Hope in Dope for “Athletes” with Heart Failure
October 8, 2008
by Julia Hess
Image: Simon Maybaum (Cardiology), Associate Professor and director of the Einstein-Montefiore Center for Advanced Cardiac Therapy.
Swimmer Jessica Hardy withdrew from the Beijing Olympics when drug tests revealed clenbuterol in her system. Runner Kara Goucher, with her eye on the 2008 New York City marathon, sleeps in an altitude-simulation tent as part of the training that led to her recent upset of world marathon record-holder Paula Radcliffe. Legal and not, the same doping methods that capture as much public attention as Michael Phelps’ 12,000-calorie-a-day diet may benefit an unlikely class of athlete: those with chronic heart failure.
Simon Maybaum, Associate Professor of Cardiology and medical director of the Einstein-Montefiore Center for Advanced Cardiac Therapy, is currently investigating how clenbuterol and altitude training could improve skeletal muscle function, cardiac function, and exercise capacity in patients with chronic heart failure.
Once advised against physical activity due to doctors’ concern that any stress on the heart would exacerbate the disease, many heart failure patients are now encouraged to exercise moderately to delay the disease’s accompanying skeletal muscle atrophy and impaired muscle metabolism. “Improving skeletal muscle function to enhance exercise performance is particularly crucial for these patients,” said Maybaum. “It makes physiological sense—when they feel better, they’ll be able to exercise more effectively, starting an upward spiral.”
Maybaum, a heart failure/transplant specialist who has run the New York City marathon, began examining athletic performance enhancers that might work for his patients. He ruled out anabolic steroids due to their adverse effects including liver tumors and decreased HDL cholesterol, choosing instead clenbuterol, a beta agonist conventionally used for asthma and popular among athletes, models, and horse trainers for its ability to burn fat and increase lean muscle mass. A study led by Emma Birks, a senior lecturer at Imperial College London, had already shown that clenbuterol improved heart muscle recovery in patients with left ventricular assist devices (LVADs). Maybaum ran subsequent trials and found that clenbuterol increased skeletal muscle mass and strength in both LVAD patients and stable patients with chronic heart failure. However, while these patients grew stronger from taking the drug, their endurance did not increase.
Clenbuterol mimics the effect of weightlifting, increasing muscle power by promoting conversion of “slow-twitch” (endurance) muscle fibers to “high-twitch” (strength) fibers. Low endurance training slows this transition, giving muscles more time to build the capacity to extract oxygen and consume amino acids, one of the reasons the drug is abused by athletes. Athletes combine clenbuterol with training to increase both strength and endurance and maximize effect, a combined strategy now being evaluated in Maybaum’s heart failure patients.

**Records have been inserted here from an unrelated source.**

//! File discovery for gdindex.
//!
//! This crate decides which files an indexing run looks at and fingerprints
//! their contents:
//!
//! - **Ignore rules** compiled from defaults, the project's `.indexignore`
//!   and per-run extras via globset
//! - **Walking** via jwalk, pruning ignored directories before they are read
//! - **Digests** of raw file bytes via BLAKE3
//!
//! # Example
//!
//! ```rust,no_run
//! use gdindex_core::IndexConfig;
//! use gdindex_scan::{FileWalker, IgnoreRules};
//!
//! let config = IndexConfig::in_place("/path/to/project");
//! let rules = IgnoreRules::from_config(&config).unwrap();
//! let outcome = FileWalker::new(rules).walk(&config.root).unwrap();
//!
//! for file in &outcome.files {
//!     println!("{}", file.rel_path);
//! }
//! ```

mod digest;
mod ignore;
mod walker;

pub use digest::{hash_bytes, hash_file};
pub use ignore::{IgnoreRules, load_ignore_file, normalize_pattern, parse_ignore_file};
pub use walker::{FileWalker, WalkOutcome, WalkedFile, relative_path};
//! JWalk-based file walker with directory pruning.

use std::path::{Path, PathBuf};
use std::sync::Arc;
use std::sync::atomic::{AtomicUsize, Ordering};

use jwalk::{Parallelism, WalkDir};

use gdindex_core::{IndexError, IndexWarning, WarningKind};

use crate::ignore::IgnoreRules;

/// A file selected for indexing.
#[derive(Debug, Clone, PartialEq, Eq)]
pub struct WalkedFile {
    /// Absolute path on disk.
    pub path: PathBuf,
    /// Forward-slash path relative to the walk root.
    pub rel_path: String,
}

/// Result of a walk.
#[derive(Debug, Default)]
pub struct WalkOutcome {
    /// Files that survived the ignore rules, sorted by relative path.
    pub files: Vec<WalkedFile>,
    /// Entries that could not be enumerated.
    pub warnings: Vec<IndexWarning>,
    /// Number of directories skipped without descending.
    pub pruned_dirs: usize,
}

/// Recursive walker that prunes ignored directories before descending.
pub struct FileWalker {
    rules: Arc<IgnoreRules>,
    threads: usize,
}

impl FileWalker {
    /// Create a walker using the given rules.
    pub fn new(rules: IgnoreRules) -> Self {
        Self {
            rules: Arc::new(rules),
            threads: 0,
        }
    }

    /// Set the number of threads used for directory reads (0 = auto-detect).
    pub fn with_threads(mut self, threads: usize) -> Self {
        self.threads = threads;
        self
    }

    /// Walk `root` and collect every non-ignored file.
    pub fn walk(&self, root: &Path) -> Result<WalkOutcome, IndexError> {
        let root = root.canonicalize().map_err(|e| IndexError::io(root, e))?;
        if !root.is_dir() {
            return Err(IndexError::NotADirectory { path: root });
        }

        let parallelism = match self.threads {
            0 => Parallelism::RayonDefaultPool {
                busy_timeout: std::time::Duration::from_millis(100),
            },
            n => Parallelism::RayonNewPool(n),
        };

        let pruned = Arc::new(AtomicUsize::new(0));
        let rules = Arc::clone(&self.rules);
        let base = root.clone();
        let pruned_counter = Arc::clone(&pruned);

        // Children removed here are never yielded and never read.
        let walker = WalkDir::new(&root)
            .parallelism(parallelism)
            .skip_hidden(false)
            .follow_links(false)
            .sort(true)
            .process_read_dir(move |_depth, _dir, _state, children| {
                children.retain(|entry_result| {
                    let Ok(entry) = entry_result else {
                        return true;
                    };
                    let rel = relative_path(&base, &entry.path());
                    let is_dir = entry.file_type().is_dir();
                    if !rules.is_ignored(&rel, is_dir) {
                        return true;
                    }
                    if is_dir {
                        tracing::debug!(dir = %rel, "pruning ignored directory");
                        pruned_counter.fetch_add(1, Ordering::Relaxed);
                    }
                    false
                });
            });

        let mut outcome = WalkOutcome::default();

        for entry_result in walker {
            let entry = match entry_result {
                Ok(e) => e,
                Err(err) => {
                    let path = err.path().map(|p| p.to_path_buf()).unwrap_or_default();
                    tracing::warn!(path = %path.display(), error = %err, "walk error");
                    outcome.warnings.push(IndexWarning::new(
                        path,
                        err.to_string(),
                        WarningKind::WalkError,
                    ));
                    continue;
                }
            };

            if entry.depth() == 0 {
                continue;
            }

            let path = entry.path();
            let file_type = entry.file_type();
            let is_file = file_type.is_file() || (file_type.is_symlink() && path.is_file());
            if !is_file {
                continue;
            }

            let rel_path = relative_path(&root, &path);
            outcome.files.push(WalkedFile { path, rel_path });
        }

        outcome.files.sort_by(|a, b| a.rel_path.cmp(&b.rel_path));
        outcome.pruned_dirs = pruned.load(Ordering::Relaxed);

        tracing::info!(
            root = %root.display(),
            files = outcome.files.len(),
            pruned = outcome.pruned_dirs,
            "walk complete"
        );

        Ok(outcome)
    }
}

/// Forward-slash form of `path` relative to `root`.
pub fn relative_path(root: &Path, path: &Path) -> String {
    let rel = path.strip_prefix(root).unwrap_or(path);
    rel.to_string_lossy().replace('\\', "/")
}

#[cfg(test)]
mod tests {
    use super::*;
    use std::fs;
    use tempfile::TempDir;

    fn create_test_tree() -> TempDir {
        let temp = TempDir::new().unwrap();
        let root = temp.path();

        fs::create_dir_all(root.join("scripts/enemies")).unwrap();
        fs::create_dir_all(root.join(".godot/imported")).unwrap();
        fs::create_dir_all(root.join("art")).unwrap();

        fs::write(root.join("project.godot"), "[application]").unwrap();
        fs::write(root.join("scripts/player.gd"), "extends Node2D").unwrap();
        fs::write(root.join("scripts/enemies/slime.gd"), "extends Node2D").unwrap();
        fs::write(root.join(".godot/imported/cache.md"), "# cached").unwrap();
        fs::write(root.join("art/hero.png"), [0u8, 1, 2]).unwrap();
        fs::write(root.join("art/notes.md"), "# art").unwrap();

        temp
    }

    fn rules(patterns: &[&str]) -> IgnoreRules {
        IgnoreRules::compile(
            patterns
                .iter()
                .map(|p| (PathBuf::from("<test>"), p.to_string())),
        )
    }

    fn rel_paths(outcome: &WalkOutcome) -> Vec<&str> {
        outcome.files.iter().map(|f| f.rel_path.as_str()).collect()
    }

    #[test]
    fn test_walk_without_rules() {
        let temp = create_test_tree();
        let outcome = FileWalker::new(IgnoreRules::empty())
            .walk(temp.path())
            .unwrap();

        assert_eq!(outcome.files.len(), 6);
        assert_eq!(outcome.pruned_dirs, 0);
    }

    #[test]
    fn test_walk_is_sorted() {
        let temp = create_test_tree();
        let outcome = FileWalker::new(IgnoreRules::empty())
            .walk(temp.path())
            .unwrap();

        let paths = rel_paths(&outcome);
        let mut sorted = paths.clone();
        sorted.sort();
        assert_eq!(paths, sorted);
    }

    #[test]
    fn test_walk_prunes_and_filters() {
        let temp = create_test_tree();
        let outcome = FileWalker::new(rules(&["**/.godot/**", "*.png"]))
            .walk(temp.path())
            .unwrap();

        assert_eq!(
            rel_paths(&outcome),
            vec![
                "art/notes.md",
                "project.godot",
                "scripts/enemies/slime.gd",
                "scripts/player.gd",
            ]
        );
        assert_eq!(outcome.pruned_dirs, 1);
    }

    #[test]
    fn test_pruned_dir_hides_unmatched_descendants() {
        let temp = create_test_tree();
        // `scripts` matches, `scripts/player.gd` would not match on its own.
        let outcome = FileWalker::new(rules(&["scripts"]))
            .walk(temp.path())
            .unwrap();

        assert!(rel_paths(&outcome).iter().all(|p| !p.starts_with("scripts/")));
    }

    #[test]
    fn test_walk_rejects_file_root() {
        let temp = create_test_tree();
        let result = FileWalker::new(IgnoreRules::empty()).walk(&temp.path().join("project.godot"));
        assert!(matches!(result, Err(IndexError::NotADirectory { .. })));
    }

    #[test]
    fn test_walk_missing_root() {
        let temp = TempDir::new().unwrap();
        let result = FileWalker::new(IgnoreRules::empty()).walk(&temp.path().join("missing"));
        assert!(matches!(result, Err(IndexError::NotFound { .. })));
    }
}
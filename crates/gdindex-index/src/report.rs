//! Markdown digest of an indexing run.

use chrono::{DateTime, SecondsFormat, Utc};
use itertools::Itertools;

use gdindex_core::{ContentKind, DEFAULT_IGNORES_VERSION, IndexWarning};

use crate::aggregate::IndexCollections;

/// Named classes listed in the report.
pub const MAX_CLASS_ENTRIES: usize = 50;

/// TODO entries listed in the report.
pub const MAX_TODO_ENTRIES: usize = 20;

/// Render the run digest.
pub fn render_report(
    collections: &IndexCollections,
    generated_at: DateTime<Utc>,
    warnings: &[IndexWarning],
) -> String {
    let counts = collections.manifest.iter().counts_by(|m| m.kind);
    let count = |kind: ContentKind| counts.get(&kind).copied().unwrap_or(0);

    let mut lines = vec![
        format!(
            "# Index Report - {}",
            generated_at.to_rfc3339_opts(SecondsFormat::Secs, true)
        ),
        String::new(),
        format!("- Files indexed: {}", collections.file_count()),
        format!(
            "- GDScript files: {}, Scenes: {}, Docs/MD: {}",
            count(ContentKind::Script),
            count(ContentKind::Scene),
            count(ContentKind::Doc)
        ),
        format!(
            "- Total size: {}",
            humansize::format_size(collections.total_bytes(), humansize::BINARY)
        ),
        format!("- Undecodable files: {}", collections.undecodable_count()),
        format!("- Warnings: {}", warnings.len()),
        format!("- Default ignores: v{DEFAULT_IGNORES_VERSION}"),
        String::new(),
        "## Top-level symbols (class_name)".to_string(),
    ];

    lines.extend(
        collections
            .named_classes()
            .take(MAX_CLASS_ENTRIES)
            .map(|symbols| {
                format!(
                    "- `{}` (extends: {}) - file: {}",
                    symbols.class_name.as_deref().unwrap_or_default(),
                    symbols.extends.as_deref().unwrap_or("none"),
                    symbols.file
                )
            }),
    );
    lines.push(String::new());

    lines.push("## TODO/FIXME samples".to_string());
    lines.extend(
        collections
            .todos
            .iter()
            .take(MAX_TODO_ENTRIES)
            .map(|todo| format!("- {}: {} {}", todo.path, todo.tag, todo.note)),
    );

    let mut report = lines.join("\n");
    report.push('\n');
    report
}
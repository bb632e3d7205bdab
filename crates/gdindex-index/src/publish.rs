//! Writing the index files and the bundle archive.

use std::fs::{self, File};
use std::io::{self, BufWriter, Write};
use std::path::{Path, PathBuf};

use serde::Serialize;
use zip::CompressionMethod;
use zip::write::{SimpleFileOptions, ZipWriter};

use gdindex_core::{BUNDLE_FILE, ContentDigest, INDEX_SUBDIR, IndexError};
use gdindex_scan::hash_file;

use crate::aggregate::IndexCollections;

/// Manifest of every indexed file.
pub const MANIFEST_FILE: &str = "manifest.json";
/// Per-script symbols.
pub const SYMBOLS_FILE: &str = "symbols.json";
/// Per-scene graphs.
pub const SCENES_FILE: &str = "scenes.json";
/// Localisation strings.
pub const STRINGS_FILE: &str = "strings.json";
/// Dependency edges.
pub const IMPORTS_FILE: &str = "imports.json";
/// TODO / FIXME / HACK notes.
pub const TODOS_FILE: &str = "docs_todos.json";
/// Markdown digest.
pub const REPORT_FILE: &str = "index_report.md";

/// What a publish wrote.
#[derive(Debug, Clone)]
pub struct PublishedIndex {
    /// Loose files written under `index/`.
    pub files: Vec<PathBuf>,
    /// Path of the bundle archive.
    pub bundle_path: PathBuf,
    /// Digest of the bundle archive.
    pub bundle_digest: ContentDigest,
}

/// Write the six collections and the report under `<output_dir>/index`, then
/// bundle them into `<output_dir>/index_bundle.zip`.
///
/// Existing files are overwritten. A failure leaves whatever was already
/// written in place.
pub fn publish(
    collections: &IndexCollections,
    report: &str,
    output_dir: &Path,
) -> Result<PublishedIndex, IndexError> {
    let index_dir = output_dir.join(INDEX_SUBDIR);
    fs::create_dir_all(&index_dir).map_err(|e| IndexError::io(&index_dir, e))?;

    let mut files = vec![
        write_json(&index_dir.join(MANIFEST_FILE), &collections.manifest)?,
        write_json(&index_dir.join(SYMBOLS_FILE), &collections.symbols)?,
        write_json(&index_dir.join(SCENES_FILE), &collections.scenes)?,
        write_json(&index_dir.join(STRINGS_FILE), &collections.strings)?,
        write_json(&index_dir.join(IMPORTS_FILE), &collections.imports)?,
        write_json(&index_dir.join(TODOS_FILE), &collections.todos)?,
    ];

    let report_path = index_dir.join(REPORT_FILE);
    fs::write(&report_path, report).map_err(|e| IndexError::io(&report_path, e))?;
    files.push(report_path);

    let bundle_path = output_dir.join(BUNDLE_FILE);
    write_bundle(&bundle_path, &index_dir)?;
    let bundle_digest = hash_file(&bundle_path)?;

    tracing::info!(
        bundle = %bundle_path.display(),
        digest = %bundle_digest,
        "index published"
    );

    Ok(PublishedIndex {
        files,
        bundle_path,
        bundle_digest,
    })
}

/// Serialize `value` as pretty-printed JSON to `path`.
fn write_json<T: Serialize + ?Sized>(path: &Path, value: &T) -> Result<PathBuf, IndexError> {
    let file = File::create(path).map_err(|e| IndexError::io(path, e))?;
    let mut writer = BufWriter::new(file);
    serde_json::to_writer_pretty(&mut writer, value).map_err(|e| IndexError::Serialize {
        path: path.to_path_buf(),
        source: e,
    })?;
    writer.flush().map_err(|e| IndexError::io(path, e))?;
    tracing::debug!(path = %path.display(), "wrote collection");
    Ok(path.to_path_buf())
}

/// Zip every regular file directly under `index_dir`, sorted by name, with
/// flat archive names.
fn write_bundle(bundle_path: &Path, index_dir: &Path) -> Result<(), IndexError> {
    let mut entries: Vec<PathBuf> = fs::read_dir(index_dir)
        .map_err(|e| IndexError::io(index_dir, e))?
        .filter_map(|entry| entry.ok().map(|e| e.path()))
        .filter(|path| path.is_file())
        .collect();
    entries.sort();

    let file = File::create(bundle_path).map_err(|e| IndexError::io(bundle_path, e))?;
    let mut writer = ZipWriter::new(BufWriter::new(file));
    let options = SimpleFileOptions::default().compression_method(CompressionMethod::Deflated);

    for path in &entries {
        let Some(name) = path.file_name().map(|n| n.to_string_lossy().into_owned()) else {
            continue;
        };
        writer
            .start_file(name, options)
            .map_err(|e| IndexError::archive(bundle_path, e))?;
        let mut source = File::open(path).map_err(|e| IndexError::io(path, e))?;
        io::copy(&mut source, &mut writer).map_err(|e| IndexError::io(bundle_path, e))?;
    }

    let mut inner = writer
        .finish()
        .map_err(|e| IndexError::archive(bundle_path, e))?;
    inner.flush().map_err(|e| IndexError::io(bundle_path, e))?;
    Ok(())
}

Trial participants perform about 25 minutes of circuit training three times a week while taking clenbuterol in a pulsed regimen. In this randomized, placebo-controlled study, the regimen’s effectiveness is measured through changes in peak oxygen consumption, skeletal and heart muscle function, body composition, exercise capacity, and quality of life.
In a forthcoming trial, Maybaum will have patients spend ten 3-to-4-hour sessions in a Hypoxico altitude simulation enclosure (the same kind used by Shalane Flanagan), then examine the effect of this exposure on their exercise performance. Simulated altitude will start at 1500 meters and gradually be increased to a maximum of 2700 meters, slightly above the pressurization of an airplane cabin. Athletes who follow this “live high train low” concept—extended periods of altitude exposure while training at sea level—experience increased blood and tissue oxygenation, higher red blood cell counts, improved ventilation, stronger cardiac muscle performance, and a boost in physical performance in as few as 3-4 weeks. Such physiological changes would be great for heart failure patients, Maybaum believes.
How would these doping methods benefit a cardiologist who hopes to run another marathon? “I never took clenbuterol,” said Maybaum, “But I’ll probably try the tent. Since I moved out of the city I haven’t been able to do all the New York Road Runners races, so I’ll need all the help I can get for 2009.